When RAID arrays go bad
April 5, 2005 7:58 PM   Subscribe

The 2x250Gb RAID1 array on my desktop system (WinXP) started throwing up 'Delayed write failure' errors and forcing mirroring on reboot. I unplugged the HDs and reinstalled Windows, but suspect a hardware failure. What's the best way to run diagnostics while minimising the risk of corrupted data being mirrored across? Plug in each drive separately, detach the array, or re-mirror and hope for the best?
posted by holgate to Computers & Internet (1 answer total)
 
First, back up your system! Break the mirror and back up BOTH disks separately, in full. Then play around with one disk and then other to see which causes Windows XP to start throwing errors. Stress test both disks.
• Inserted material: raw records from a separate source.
//! Integration tests for the console → MotionController → PWM pipeline.

use super::mock_hw::MockBackend;

use pantilt::adapters::console::Console;
use pantilt::app::events::ControllerState;
use pantilt::app::service::MotionController;
use pantilt::config::{SweepConfig, TunerConfig};

fn run_script(script: &str) -> (MotionController, MockBackend, String) {
    let config = TunerConfig {
        update_hz: 1000.0,
        ..TunerConfig::default()
    };
    let backend = MockBackend::new();
    let mut handle = backend.clone();
    let controller = MotionController::new(&config, &mut handle).unwrap();

    let mut out = Vec::new();
    Console::new(&controller, SweepConfig::default(), script.as_bytes(), &mut out)
        .run()
        .unwrap();
    (controller, backend, String::from_utf8(out).unwrap())
}

#[test]
fn quit_shuts_down_and_releases_outputs() {
    let (c, backend, out) = run_script("pan 45\nquit\npan 10\n");
    assert!(out.ends_with("Bye.\n"));
    assert_eq!(c.state(), ControllerState::Stopped);
    assert!(backend.released(0) && backend.released(1));
    // Lines after `quit` are never read.
    assert_eq!(c.status().pan.target, 45.0);
}

#[test]
fn session_survives_bad_input() {
    let (c, _backend, out) = run_script("PAN abc\nfly\nstep roll 4\nTILT 30\nstatus\nexit\n");
    assert!(out.contains("error: not a finite number: 'abc'"));
    assert_eq!(out.matches("Command not recognized").count(), 2);
    assert!(out.contains("state : Running"), "status printed before exit");
    assert_eq!(c.status().tilt.target, 30.0);
}

#[test]
fn sweep_uses_configured_bounds() {
    let config = TunerConfig {
        update_hz: 1000.0,
        default_speed_deg_per_s: 2000.0,
        ..TunerConfig::default()
    };
    let backend = MockBackend::new();
    let mut handle = backend.clone();
    let c = MotionController::new(&config, &mut handle).unwrap();
    let sweep = SweepConfig {
        low_deg: 80.0,
        high_deg: 100.0,
        step_deg: 10.0,
        dwell_ms: 40,
    };

    let mut out = Vec::new();
    Console::new(&c, sweep, "sweep pan\n".as_bytes(), &mut out)
        .run()
        .unwrap();

    // 80, 90, 100, 90, 80
    assert_eq!(c.status().pan.target, 80.0);
    let peak = backend.writes(0).into_iter().fold(f64::MIN, f64::max);
    let duty_at_100 = (600.0 + 1800.0 * 100.0 / 180.0) / 20_000.0 * 100.0;
    assert!((peak - duty_at_100).abs() < 1e-9, "peak {peak}");
    assert!(backend.writes(1).is_empty(), "tilt untouched");
}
As a stopgap, I might suggest switching from write-back to write-thru caching. How this is done varies according to your hardware -- sometimes it's not even an option for desktop-oriented (as opposed to server-oriented) hardware.

With write-back caching, data is written to the cache immediately but to the disk later (either when cache memory needs to be recycled or when some transaction counter / timer expires.) This is the "delayed write" that your system is complaining about. In write-through caching data is written to both cache and disk immediately -- safer but slower.

Did I mention backing up your system? If the data is important enough to warrant mirroring, then you should already have been following a regular backup procedure.